Restrict wikimedia_commons URLs as image=* tag values?

Hi everyone,

this topic has been discussed many times, but nothing has been done, so let’s try another time in the new forum :upside_down_face:. At the moment, there are at least 82650 image=* tags having a commons url as a value (I just looked for “commons” value in taginfo, but some are tagged using the File:/Category: syntax so the value count is way higher).

Reading the wiki talk page seems like the majority of the people agree that duplicate the information in both image=* and wikimedia_commons=* isn’t the best choice. But yet the Wiki describes one of the three tagging styles as:

a Wikimedia Commons filename (formatted as File:image.jpg ) - although this is commonly tagged as wikimedia_commons=*

Even with the “although” note, using a commons file as image=* file is suggested as one of the three tagging styles by the wiki itself.
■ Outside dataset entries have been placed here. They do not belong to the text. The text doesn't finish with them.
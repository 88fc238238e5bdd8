//! Map SQL result sets onto plain structs, and run statements with scoped
//! connections and all-or-nothing transactions.
//!
//! - [`mapper`] turns a [`ResultSet`] or a single row into instances of any
//!   `Default` type declared with [`mappable!`].
//! - [`SqlExecutor`] runs one statement per call (scalar, non-query, reader,
//!   multi-result reader) on a connection it opens and releases itself.
//! - [`TransactionRunner`] runs a batch of statements in one transaction and
//!   reports the rollback outcome when a statement fails.
//!
//! The database driver sits behind the [`Connector`] and [`DriverConnection`]
//! traits. `SQLite` (via `rusqlite`) is bundled behind the `sqlite` feature.
//!
//! ```rust,no_run
//! use row_mapper::prelude::*;
//! use row_mapper::mappable;
//!
//! #[derive(Debug, Default)]
//! struct User {
//!     id: i64,
//!     name: String,
//! }
//! mappable!(User { id: i64, name: String });
//!
//! let mut db = SqlExecutor::new("app.db")?;
//! db.add_parameter(Parameter::new(":min_id", 10));
//! let users: Vec<User> = db
//!     .query_as("SELECT id, name FROM users WHERE id >= :min_id")?
//!     .unwrap_or_default();
//!
//! let counts = db.execute_transaction(
//!     &["INSERT INTO users (id, name) VALUES (:id, :name)", "DELETE FROM users WHERE id = 1"],
//!     &[vec![Parameter::new("id", 99), Parameter::new("name", "zoe")], vec![]],
//! )?;
//! # let _ = (users, counts);
//! # Ok::<(), SqlMapperError>(())
//! ```

pub mod driver;
pub mod error;
pub mod executor;
pub mod helpers;
pub mod mapper;
pub mod params;
pub mod prelude;
pub mod results;
pub mod statement;
pub mod transaction;
pub mod types;

#[cfg(feature = "sqlite")]
pub mod sqlite;

pub use driver::{Connector, DriverConnection};
pub use error::{SqlMapperError, TransactionFailure};
pub use executor::SqlExecutor;
pub use results::{CustomDbRow, DataSet, ResultSet};
pub use transaction::TransactionRunner;
pub use types::RowValues;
My proposal would be to discuss it again, and if the majority agrees, change the wiki to state that the image tag has to be used only when a wikimedia commons file is not available for that feature OR when the image url is a different one to the commons one.

In simple terms: no duplication.

A follow up could be an Osmose check or something similar.

What you think about it?

1 Like

I would state “is recommended to be used” and I would support this.
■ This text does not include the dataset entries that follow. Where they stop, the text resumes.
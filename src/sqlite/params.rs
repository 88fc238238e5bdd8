use rusqlite::Statement;
use rusqlite::types::Value;

use crate::error::SqlMapperError;
use crate::params::Parameter;
use crate::types::RowValues;

const NAME_PREFIXES: [char; 3] = [':', '@', '$'];

/// Convert a single `RowValues` to a rusqlite `Value`.
#[must_use]
pub fn row_value_to_sqlite_value(value: &RowValues) -> Value {
    match value {
        RowValues::Int(i) => Value::Integer(*i),
        RowValues::Float(f) => Value::Real(*f),
        RowValues::Text(s) => Value::Text(s.clone()),
        RowValues::Bool(b) => Value::Integer(i64::from(*b)),
        RowValues::Timestamp(dt) => Value::Text(dt.format("%F %T%.f").to_string()),
        RowValues::Null => Value::Null,
        RowValues::JSON(jval) => Value::Text(jval.to_string()),
        RowValues::Blob(bytes) => Value::Blob(bytes.clone()),
    }
}

/// How to treat a named parameter the statement does not mention.
#[derive(Debug, Clone, Copy, PartialEq, Eq)]
pub(crate) enum MissingName {
    Reject,
    Skip,
}

/// Binds one call's parameters onto the statement(s) it prepares.
///
/// Named parameters bind by name with any of the `:`, `@` or `$` markers.
/// Unnamed ones fill the anonymous (`?`) and numbered (`?NNN`) placeholders in
/// order; the cursor carries over from one statement to the next, so the
/// statements of a batch consume the unnamed parameters in sequence.
pub(crate) struct ParamBinder<'p> {
    named: Vec<&'p Parameter>,
    unnamed: Vec<&'p Parameter>,
    cursor: usize,
    missing: MissingName,
}

impl<'p> ParamBinder<'p> {
    /// # Errors
    /// Returns `SqlMapperError::ParameterError` for a parameter that is not an input.
    pub(crate) fn new(
        params: &'p [Parameter],
        missing: MissingName,
    ) -> Result<Self, SqlMapperError> {
        let mut named = Vec::new();
        let mut unnamed = Vec::new();
        for param in params {
            if !param.direction().is_input() {
                return Err(SqlMapperError::ParameterError(format!(
                    "parameter '{}': SQLite does not support {:?} parameters",
                    param.name(),
                    param.direction()
                )));
            }
            if param.name().is_empty() {
                unnamed.push(param);
            } else {
                named.push(param);
            }
        }
        Ok(Self {
            named,
            unnamed,
            cursor: 0,
            missing,
        })
    }

    /// Bind onto one prepared statement.
    ///
    /// # Errors
    /// Returns `SqlMapperError::ParameterError` if a value cannot be converted, or if a
    /// named parameter has no placeholder while unknown names are rejected.
    pub(crate) fn bind(&mut self, stmt: &mut Statement<'_>) -> Result<(), SqlMapperError> {
        for param in &self.named {
            match named_index(stmt, param.bare_name())? {
                Some(idx) => {
                    let value = row_value_to_sqlite_value(&param.bind_value()?);
                    stmt.raw_bind_parameter(idx, value)?;
                }
                None if self.missing == MissingName::Skip => {}
                None => {
                    return Err(SqlMapperError::ParameterError(format!(
                        "statement has no parameter named '{}'",
                        param.name()
                    )));
                }
            }
        }
        for idx in 1..=stmt.parameter_count() {
            if !is_positional_slot(stmt, idx) {
                continue;
            }
            let Some(param) = self.unnamed.get(self.cursor) else {
                break;
            };
            self.cursor += 1;
            let value = row_value_to_sqlite_value(&param.bind_value()?);
            stmt.raw_bind_parameter(idx, value)?;
        }
        Ok(())
    }

    /// Check that every unnamed parameter found a placeholder.
    ///
    /// # Errors
    /// Returns `SqlMapperError::ParameterError` when unnamed parameters are left over.
    pub(crate) fn finish(self) -> Result<(), SqlMapperError> {
        let unused = self.unnamed.len() - self.cursor;
        if unused > 0 {
            return Err(SqlMapperError::ParameterError(format!(
                "{unused} of {} positional parameters had no placeholder to bind to",
                self.unnamed.len()
            )));
        }
        Ok(())
    }
}

/// Bind `params` onto a single statement, rejecting names and positions it lacks.
///
/// # Errors
/// Returns `SqlMapperError::ParameterError` on any parameter that cannot be bound.
pub(crate) fn bind_parameters(
    stmt: &mut Statement<'_>,
    params: &[Parameter],
) -> Result<(), SqlMapperError> {
    let mut binder = ParamBinder::new(params, MissingName::Reject)?;
    binder.bind(stmt)?;
    binder.finish()
}

fn is_positional_slot(stmt: &Statement<'_>, idx: usize) -> bool {
    stmt.parameter_name(idx).is_none_or(|name| name.starts_with('?'))
}

fn named_index(stmt: &Statement<'_>, bare: &str) -> Result<Option<usize>, SqlMapperError> {
    for prefix in NAME_PREFIXES {
        if let Some(idx) = stmt.parameter_index(&format!("{prefix}{bare}"))? {
            return Ok(Some(idx));
        }
    }
    Ok(None)
}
Also, as I understand things like image=https://commons.wikimedia.org/wiki/File:006781_-_Ayllón_(8059045733).jpg would not be affected?

It seems currently the image=File:* form is slightly more popular than wikimedia_commons=*, 100k vs 90k.
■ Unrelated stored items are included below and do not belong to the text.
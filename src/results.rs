//! Materialized query output: rows, result sets and multi-result containers.

mod data_set;
mod result_set;
mod row;

pub use data_set::DataSet;
pub use result_set::ResultSet;
pub use row::CustomDbRow;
Do you propose automatic retagging?

Also, as I understand things like image=https://commons.wikimedia.org/wiki/File:006781_-_Ayllón_(8059045733).jpg would not be affected?

It would be affected as well in my proposal, because even if it has different syntax, it’s the same “information”, so it’s still a duplicate.

Do you propose automatic retagging?

No, I propose to make more clear that duplicating information isn’t that useful, and that one tag is enough. I don’t propose to bulk edit everything has be done as far, but to start having more clear guidelines from now on.

1 Like

Yes, good idea.

I would have no problem if image keys pointing to wikimedia commons are semi-automatically updated to wikimedia_commons=*, that is for a limited area where the mapper is active.

An Osmose check would be good be even better would it to have a JOSM MapCSSTagChecker rule so you get a warning in JOSM but these rules are also automatically checked by Osmose.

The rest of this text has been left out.